Age-related lag in neural timing are avoidable and can be forestalled or offset with musical training, suggest researchers.
The study from the Northwestern University is the first to provide biological evidence that lifelong musical experience has an impact on the aging process.
Measuring the automatic brain responses of younger and older musicians and non-musicians to speech sounds, researchers in the Auditory Neuroscience Laboratory discovered that older musicians had a distinct neural timing advantage.
"This reinforces the idea that how we actively experience sound over the course of our lives has a profound effect on how our nervous system functions," she explained.

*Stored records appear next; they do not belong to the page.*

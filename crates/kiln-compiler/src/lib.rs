//! Kiln compiler: orchestrates the full compilation pipeline.
//!
//! ```text
//! Kiln Source → Resolver → Lexer → Parser → Binder → WASM Codegen → Executor
//! ```
//!
//! [`compile`] turns one source unit and its reference set into a
//! validated [`CompiledArtifact`](kiln_codegen::CompiledArtifact) without
//! touching the filesystem. [`run`] is the whole request: it resolves
//! references, compiles, executes and folds any failure into an
//! [`ExecutionResult`](kiln_runner::ExecutionResult).

mod compile;
mod config;
mod error;
mod memory;
mod persist;
mod pipeline;

pub use compile::{compile, compile_to_result, diagnose, CompileResult};
pub use config::{CompileOptions, RunConfig, DEFAULT_FILE_NAME};
pub use error::{ArtifactError, CompileError, PipelineError};
pub use persist::save_artifact;
pub use pipeline::{run, run_with_artifact, try_run, RunOutput};

pub use kiln_binder::OutputKind;
pub use kiln_codegen::{CompiledArtifact, Optimization};
pub use kiln_runner::{ExecutionError, ExecutionResult, ExecutorConfig};
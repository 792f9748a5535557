//! WASM value-representation constants and memory layout.
//!
//! Every Kiln value is stored on the linear-memory heap as a 12-byte cell:
//!
//! ```text
//! offset+0 : i32   tag   (see TAG_* constants)
//! offset+4 : 8 bytes  payload (interpretation depends on tag)
//! ```
//!
//! # Payload layouts
//!
//! | Tag        | Bytes 4..8 (word-1)        | Bytes 8..12 (word-2)       |
//! |------------|----------------------------|----------------------------|
//! | NIL        | 0                          | 0                          |
//! | NUMBER     | f64 occupies all 8 bytes (little-endian)                |
//! | BOOL       | i32 (0 = false, 1 = true)  | 0 (padding)                |
//! | STRING     | i32 data-offset            | i32 byte-length            |
//! | LIST       | i32 array-offset           | i32 element-count          |
//! | TASK       | i32 task-id                | 0 (padding)                |
//!
//! A list's array holds one i32 value pointer per element.

/// Size of a single Kiln value cell on the heap (bytes).
pub const VALUE_SIZE: u32 = 12;

// ── Value tags ───────────────────────────────────────────────────────────────

pub const TAG_NIL: i32 = 0;
pub const TAG_NUMBER: i32 = 1;
pub const TAG_BOOL: i32 = 2;
pub const TAG_STRING: i32 = 3;
pub const TAG_LIST: i32 = 4;
pub const TAG_TASK: i32 = 5;

// ── Global variable indices ──────────────────────────────────────────────────
// (order must match the global section emission in compiler.rs)

/// Heap allocation pointer: next free byte in linear memory.
pub const GLOBAL_HEAP_PTR: u32 = 0;
/// Gas counter: incremented on each tick.
pub const GLOBAL_GAS: u32 = 1;
/// Gas limit: the host may overwrite it before calling the entry point.
pub const GLOBAL_GAS_LIMIT: u32 = 2;

/// Gas limit baked into the module when the host does not set one.
pub const DEFAULT_GAS_LIMIT: u32 = 50_000_000;

/// The deadline is checked once every `DEADLINE_INTERVAL` gas ticks.
/// Must be a power of two.
pub const DEADLINE_INTERVAL: u32 = 1024;

// ── Imported function indices ────────────────────────────────────────────────
// Runtime imports come first; library imports follow in (library, name) order.

pub const RT_MODULE: &str = "rt";

/// `rt.trap(ptr: i32, len: i32)`: aborts execution with a message.
pub const IMPORT_TRAP: u32 = 0;
/// `rt.deadline()`: fails once the wall-clock deadline has passed.
pub const IMPORT_DEADLINE: u32 = 1;
/// `rt.to_string(v) -> v`
pub const IMPORT_TO_STRING: u32 = 2;
/// `rt.concat(a, b) -> v`: string concatenation of any two values.
pub const IMPORT_CONCAT: u32 = 3;
/// `rt.equals(a, b) -> i32`: structural equality.
pub const IMPORT_EQUALS: u32 = 4;

/// Number of runtime imports (library imports start here).
pub const RT_IMPORT_COUNT: u32 = 5;

// ── WASM type indices ────────────────────────────────────────────────────────
// Fixed type indices in the type section (see compiler.rs emit_types).
// Value functions with more than three parameters get extra types after
// TYPE_COUNT.

/// `() -> ()`
pub const TYPE_VOID_VOID: u32 = 0;
/// `() -> i32`
pub const TYPE_VOID_I32: u32 = 1;
/// `(i32) -> i32`
pub const TYPE_I32_I32: u32 = 2;
/// `(i32, i32) -> ()`
pub const TYPE_I32X2_VOID: u32 = 3;
/// `(i32, i32) -> i32`
pub const TYPE_I32X2_I32: u32 = 4;
/// `(i32, i32, i32) -> i32`
pub const TYPE_I32X3_I32: u32 = 5;
/// `(f64) -> i32`
pub const TYPE_F64_I32: u32 = 6;
/// `(i32) -> f64`
pub const TYPE_I32_F64: u32 = 7;

/// Total number of fixed type signatures.
pub const TYPE_COUNT: u32 = 8;

/// Fixed type of a function taking `arity` values and returning a value,
/// if one exists.
pub fn fixed_value_fn_type(arity: usize) -> Option<u32> {
    match arity {
        0 => Some(TYPE_VOID_I32),
        1 => Some(TYPE_I32_I32),
        2 => Some(TYPE_I32X2_I32),
        3 => Some(TYPE_I32X3_I32),
        _ => None,
    }
}

// ── Memory ───────────────────────────────────────────────────────────────────

/// WASM page size in bytes.
pub const PAGE_SIZE: u32 = 65_536;
/// Declared maximum linear memory (256 MiB). Hosts may cap it lower.
pub const MAX_MEMORY_PAGES: u64 = 4096;
/// Static data starts here; address 0 is never a valid value pointer.
pub const DATA_START: u32 = 8;
/// Heap cells are aligned to this many bytes.
pub const HEAP_ALIGN: u32 = 8;

// ── Trap messages ────────────────────────────────────────────────────────────

pub const MSG_OUT_OF_MEMORY: &str = "out of memory";
pub const MSG_BUDGET_EXHAUSTED: &str = "execution budget exhausted";
pub const MSG_DIVISION_BY_ZERO: &str = "division by zero";
pub const MSG_EXPECTED_NUMBER: &str = "expected a number";
pub const MSG_INVALID_ADD: &str = "invalid operands for '+'";
pub const MSG_NOT_A_LIST: &str = "can only iterate over a list";

// ── Custom sections ──────────────────────────────────────────────────────────

/// JSON entry-point descriptor (executables with a valid `main`).
pub const ENTRY_SECTION: &str = "kiln.entry";
/// JSON list of referenced library names.
pub const REFERENCES_SECTION: &str = "kiln.references";
/// Compiler version string.
pub const VERSION_SECTION: &str = "kiln.version";
/// Compiler version embedded in the version section.
pub const COMPILER_VERSION: &str = env!("CARGO_PKG_VERSION");

// ── Exports ──────────────────────────────────────────────────────────────────

pub const EXPORT_MEMORY: &str = "memory";
pub const EXPORT_ALLOC: &str = "alloc";
pub const EXPORT_HEAP_PTR: &str = "heap_ptr";
pub const EXPORT_GAS_LIMIT: &str = "gas_limit";

/// Round `n` up to the heap alignment.
pub const fn align_up(n: u32) -> u32 {
    (n + HEAP_ALIGN - 1) & !(HEAP_ALIGN - 1)
}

Don Caspary, a nationally known researcher on age-related hearing loss at Southern Illinois University School of Medicine said, "These are very interesting and important findings. They support the idea that the brain can be trained to overcome, in part, some age-related hearing loss."
"The new Northwestern data, with recent animal data from Michael Merzenich and his colleagues at University of California, San Francisco, strongly suggest that intensive training even late in life could improve speech processing in older adults and, as a result, improve their ability to communicate in complex, noisy acoustic environments," Caspary added.
Previous studies from Kraus' Auditory Neuroscience Laboratory suggest that musical training also offset losses in memory and difficulties hearing speech in noise-two common complaints of older adults.
The lab has been extensively studying the effects of musical experience on brain plasticity across the life span in normal and clinical populations, and in educational settings.
However, Kraus warns that the current study's findings were not pervasive and do not demonstrate that musician's have a neural timing advantage in every neural response to sound.
"Instead, this study showed that musical experience selectively affected the timing of sound elements that are important in distinguishing one consonant from another," she said.
The study was published online in the journal Neurobiology of Aging.